Again, this does not make them alike or equal. How so?

Joh 17:6 “I have made your name manifest to the men you gave me out of the world. They were yours, and you gave them to me, and they have observed your word.

So these ones are given to Christ by God. Christ did not have them, but now he does.

Joh 17:9 I make request concerning them; I make request, not concerning the world, but concerning those you have given me;because they are yours, 10 and all my things are yours and yours are mine, and I have been glorified among them.

Now while they are given to Jesus, we see that they are still God’s as well. They now belonging to both, so truly they are in the hands of both. Does this make Jesus God though?

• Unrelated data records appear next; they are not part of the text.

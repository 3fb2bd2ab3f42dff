use std::sync::Arc;
use std::time::{Duration, Instant};

use chrono::{DateTime, Utc};
use futures::future::BoxFuture;
use tokio::sync::{Mutex, RwLock};
use tracing::{debug, info};

use crate::clock::Clock;
use crate::gtfs::{GtfsError, GtfsSchedule, LiveFeed};

/// Produces a fresh static schedule. Failures propagate.
pub trait ScheduleLoader: Send + Sync {
    fn load(&self) -> BoxFuture<'_, Result<GtfsSchedule, GtfsError>>;
}

/// Produces a fresh live feed. Must absorb its own failures and return an
/// empty feed instead.
pub trait LiveLoader: Send + Sync {
    fn load(&self) -> BoxFuture<'_, LiveFeed>;
}

/// Time-to-live for each store.
#[derive(Debug, Clone, Copy)]
pub struct CachePolicy {
    pub schedule_ttl: Duration,
    pub live_ttl: Duration,
}

impl Default for CachePolicy {
    fn default() -> Self {
        Self {
            schedule_ttl: Duration::from_secs(5 * 60),
            live_ttl: Duration::from_secs(30),
        }
    }
}

struct Cached<T> {
    value: Arc<T>,
    loaded_at: DateTime<Utc>,
}

/// One independently refreshed snapshot.
///
/// Readers clone the `Arc` out under a short read lock, so a refresh never
/// disturbs a snapshot someone is still holding. `refresh` serializes
/// reloads so callers arriving during a reload wait for it instead of
/// starting their own.
struct Slot<T> {
    name: &'static str,
    ttl: chrono::Duration,
    current: RwLock<Option<Cached<T>>>,
    refresh: Mutex<()>,
}

impl<T> Slot<T> {
    fn new(name: &'static str, ttl: Duration) -> Self {
        Self {
            name,
            ttl: chrono::Duration::from_std(ttl).unwrap_or(chrono::Duration::MAX),
            current: RwLock::new(None),
            refresh: Mutex::new(()),
        }
    }

    async fn fresh(&self, now: DateTime<Utc>) -> Option<Arc<T>> {
        let current = self.current.read().await;
        current
            .as_ref()
            .filter(|cached| now - cached.loaded_at < self.ttl)
            .map(|cached| cached.value.clone())
    }

    async fn store(&self, value: T, loaded_at: DateTime<Utc>) -> Arc<T> {
        let value = Arc::new(value);
        *self.current.write().await = Some(Cached {
            value: value.clone(),
            loaded_at,
        });
        value
    }
}

/// Holds the static schedule and the live feed, each with its own TTL.
///
/// Constructed once per process and shared behind an `Arc`. The two stores
/// never lock each other.
pub struct FeedCache {
    schedule_loader: Arc<dyn ScheduleLoader>,
    live_loader: Arc<dyn LiveLoader>,
    clock: Arc<dyn Clock>,
    schedule: Slot<GtfsSchedule>,
    live: Slot<LiveFeed>,
}

impl FeedCache {
    pub fn new(
        schedule_loader: Arc<dyn ScheduleLoader>,
        live_loader: Arc<dyn LiveLoader>,
        clock: Arc<dyn Clock>,
        policy: CachePolicy,
    ) -> Self {
        Self {
            schedule_loader,
            live_loader,
            clock,
            schedule: Slot::new("schedule", policy.schedule_ttl),
            live: Slot::new("live", policy.live_ttl),
        }
    }

    pub fn clock(&self) -> &dyn Clock {
        self.clock.as_ref()
    }

    /// Current static schedule, reloading it when the TTL has passed.
    pub async fn schedule(&self) -> Result<Arc<GtfsSchedule>, GtfsError> {
        if let Some(schedule) = self.schedule.fresh(self.clock.now()).await {
            return Ok(schedule);
        }

        let _guard = self.schedule.refresh.lock().await;
        // Another caller may have finished the reload while we waited
        if let Some(schedule) = self.schedule.fresh(self.clock.now()).await {
            return Ok(schedule);
        }

        let started = Instant::now();
        let schedule = self.schedule_loader.load().await?;
        let loaded_at = self.clock.now();
        info!(
            store = self.schedule.name,
            elapsed_ms = started.elapsed().as_millis() as u64,
            "Refreshed cache"
        );
        Ok(self.schedule.store(schedule, loaded_at).await)
    }

    /// Current live feed, reloading it when the TTL has passed.
    pub async fn live(&self) -> Arc<LiveFeed> {
        if let Some(feed) = self.live.fresh(self.clock.now()).await {
            return feed;
        }

        let _guard = self.live.refresh.lock().await;
        if let Some(feed) = self.live.fresh(self.clock.now()).await {
            return feed;
        }

        let started = Instant::now();
        let feed = self.live_loader.load().await;
        let loaded_at = self.clock.now();
        debug!(
            store = self.live.name,
            trip_updates = feed.trip_updates.len(),
            elapsed_ms = started.elapsed().as_millis() as u64,
            "Refreshed cache"
        );
        self.live.store(feed, loaded_at).await
    }

    /// Both snapshots for one request.
    ///
    /// The live feed is fetched concurrently with the schedule, so a slow
    /// feed never holds up the static store.
    pub async fn snapshots(&self) -> Result<(Arc<GtfsSchedule>, Arc<LiveFeed>), GtfsError> {
        let (schedule, live) = tokio::join!(self.schedule(), self.live());
        Ok((schedule?, live))
    }
}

Not even remotely, because God always had them, but he had to give them to Jesus.

I’ve already dealt at length with distinctions between the Persons of the Trinity and how this doesn’t make them less than equal in essence and glory. You are again choosing not to seriously interact with the specific argument presented. You merely interject your own thoughts, which is what I call “mutual monologue”, not “dialogue.” So I need not spend time on it, given the already-excessive length of this exchange. When particular arguments are deliberately avoided, the weakness of one’s case is shown.

I would only note in passing (again) that the attribute of “having all things that are God’s” can only be an attribute of God. This is such an obvious and simple point that it can easily be overlooked (exactly what you seem to have done).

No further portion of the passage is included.